Task details →
A word-for-word repetition of all the entries is required.
Start of Exercise materials
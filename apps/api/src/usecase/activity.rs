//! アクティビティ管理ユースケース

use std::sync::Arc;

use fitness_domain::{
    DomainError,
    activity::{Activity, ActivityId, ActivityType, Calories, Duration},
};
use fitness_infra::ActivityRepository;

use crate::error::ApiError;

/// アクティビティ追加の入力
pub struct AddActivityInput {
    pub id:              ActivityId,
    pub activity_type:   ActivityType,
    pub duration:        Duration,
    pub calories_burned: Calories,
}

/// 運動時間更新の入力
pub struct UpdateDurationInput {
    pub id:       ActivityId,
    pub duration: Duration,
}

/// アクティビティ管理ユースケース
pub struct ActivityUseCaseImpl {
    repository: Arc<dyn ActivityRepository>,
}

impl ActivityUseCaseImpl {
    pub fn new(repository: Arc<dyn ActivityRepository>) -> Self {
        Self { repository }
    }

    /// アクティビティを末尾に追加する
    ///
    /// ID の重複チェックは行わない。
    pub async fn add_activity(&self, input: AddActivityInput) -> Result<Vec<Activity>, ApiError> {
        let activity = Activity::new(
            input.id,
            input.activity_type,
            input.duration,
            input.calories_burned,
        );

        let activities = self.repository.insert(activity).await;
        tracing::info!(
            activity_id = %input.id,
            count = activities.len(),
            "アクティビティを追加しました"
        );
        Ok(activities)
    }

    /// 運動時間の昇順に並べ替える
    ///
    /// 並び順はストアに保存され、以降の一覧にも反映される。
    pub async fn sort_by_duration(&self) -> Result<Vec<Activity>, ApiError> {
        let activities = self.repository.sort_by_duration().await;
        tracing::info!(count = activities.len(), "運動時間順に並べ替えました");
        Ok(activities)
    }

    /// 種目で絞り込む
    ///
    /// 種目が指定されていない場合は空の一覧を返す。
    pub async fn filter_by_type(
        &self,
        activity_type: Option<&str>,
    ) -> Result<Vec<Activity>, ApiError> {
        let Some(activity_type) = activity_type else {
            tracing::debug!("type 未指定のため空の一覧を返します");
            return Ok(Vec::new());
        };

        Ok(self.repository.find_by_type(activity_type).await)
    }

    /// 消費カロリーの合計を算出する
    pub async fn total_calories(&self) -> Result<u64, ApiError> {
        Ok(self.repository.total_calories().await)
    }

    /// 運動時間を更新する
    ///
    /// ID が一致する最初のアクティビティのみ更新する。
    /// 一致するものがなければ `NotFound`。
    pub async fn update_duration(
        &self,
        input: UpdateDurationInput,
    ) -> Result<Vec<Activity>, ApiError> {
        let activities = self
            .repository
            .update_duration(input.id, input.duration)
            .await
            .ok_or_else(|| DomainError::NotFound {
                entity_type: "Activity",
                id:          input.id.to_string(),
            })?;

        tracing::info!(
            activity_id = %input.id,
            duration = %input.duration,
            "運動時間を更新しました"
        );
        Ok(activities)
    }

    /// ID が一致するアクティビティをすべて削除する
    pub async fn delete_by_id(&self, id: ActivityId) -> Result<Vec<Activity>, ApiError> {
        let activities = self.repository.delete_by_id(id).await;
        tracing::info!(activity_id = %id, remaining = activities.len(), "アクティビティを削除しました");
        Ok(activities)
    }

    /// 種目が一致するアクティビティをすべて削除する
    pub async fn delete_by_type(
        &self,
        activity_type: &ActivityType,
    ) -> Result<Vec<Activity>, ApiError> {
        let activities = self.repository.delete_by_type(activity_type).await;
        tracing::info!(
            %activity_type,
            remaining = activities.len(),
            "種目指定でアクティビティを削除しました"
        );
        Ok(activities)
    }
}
End of Exercise materials
Written response →
filename apps/api/src/usecase/activity.rs
//! アクティビティ管理ユースケース

use std::sync::Arc;

use fitness_domain::{
    DomainError,
    activity::{Activity, ActivityId, ActivityType, Calories, Duration},
};
use fitness_infra::ActivityRepository;

use crate::error::ApiError;

/// アクティビティ追加の入力
pub struct AddActivityInput {
    pub id:              ActivityId,
    pub activity_type:   ActivityType,
    pub duration:        Duration,
    pub calories_burned: Calories,
}

/// 運動時間更新の入力
pub struct UpdateDurationInput {
    pub id:       ActivityId,
    pub duration: Duration,
}

/// アクティビティ管理ユースケース
pub struct ActivityUseCaseImpl {
    repository: Arc<dyn ActivityRepository>,
}

impl ActivityUseCaseImpl {
    pub fn new(repository: Arc<dyn ActivityRepository>) -> Self {
        Self { repository }
    }

    /// アクティビティを末尾に追加する
    ///
    /// ID の重複チェックは行わない。
    pub async fn add_activity(&self, input: AddActivityInput) -> Result<Vec<Activity>, ApiError> {
        let activity = Activity::new(
            input.id,
            input.activity_type,
            input.duration,
            input.calories_burned,
        );

        let activities = self.repository.insert(activity).await;
        tracing::info!(
            activity_id = %input.id,
            count = activities.len(),
            "アクティビティを追加しました"
        );
        Ok(activities)
    }

    /// 運動時間の昇順に並べ替える
    ///
    /// 並び順はストアに保存され、以降の一覧にも反映される。
    pub async fn sort_by_duration(&self) -> Result<Vec<Activity>, ApiError> {
        let activities = self.repository.sort_by_duration().await;
        tracing::info!(count = activities.len(), "運動時間順に並べ替えました");
        Ok(activities)
    }

    /// 種目で絞り込む
    ///
    /// 種目が指定されていない場合は空の一覧を返す。
    pub async fn filter_by_type(
        &self,
        activity_type: Option<&str>,
    ) -> Result<Vec<Activity>, ApiError> {
        let Some(activity_type) = activity_type else {
            tracing::debug!("type 未指定のため空の一覧を返します");
            return Ok(Vec::new());
        };

        Ok(self.repository.find_by_type(activity_type).await)
    }

    /// 消費カロリーの合計を算出する
    pub async fn total_calories(&self) -> Result<u64, ApiError> {
        Ok(self.repository.total_calories().await)
    }

    /// 運動時間を更新する
    ///
    /// ID が一致する最初のアクティビティのみ更新する。
    /// 一致するものがなければ `NotFound`。
    pub async fn update_duration(
        &self,
        input: UpdateDurationInput,
    ) -> Result<Vec<Activity>, ApiError> {
        let activities = self
            .repository
            .update_duration(input.id, input.duration)
            .await
            .ok_or_else(|| DomainError::NotFound {
                entity_type: "Activity",
                id:          input.id.to_string(),
            })?;

        tracing::info!(
            activity_id = %input.id,
            duration = %input.duration,
            "運動時間を更新しました"
        );
        Ok(activities)
    }

    /// ID が一致するアクティビティをすべて削除する
    pub async fn delete_by_id(&self, id: ActivityId) -> Result<Vec<Activity>, ApiError> {
        let activities = self.repository.delete_by_id(id).await;
        tracing::info!(activity_id = %id, remaining = activities.len(), "アクティビティを削除しました");
        Ok(activities)
    }

    /// 種目が一致するアクティビティをすべて削除する
    pub async fn delete_by_type(
        &self,
        activity_type: &ActivityType,
    ) -> Result<Vec<Activity>, ApiError> {
        let activities = self.repository.delete_by_type(activity_type).await;
        tracing::info!(
            %activity_type,
            remaining = activities.len(),
            "種目指定でアクティビティを削除しました"
        );
        Ok(activities)
    }
}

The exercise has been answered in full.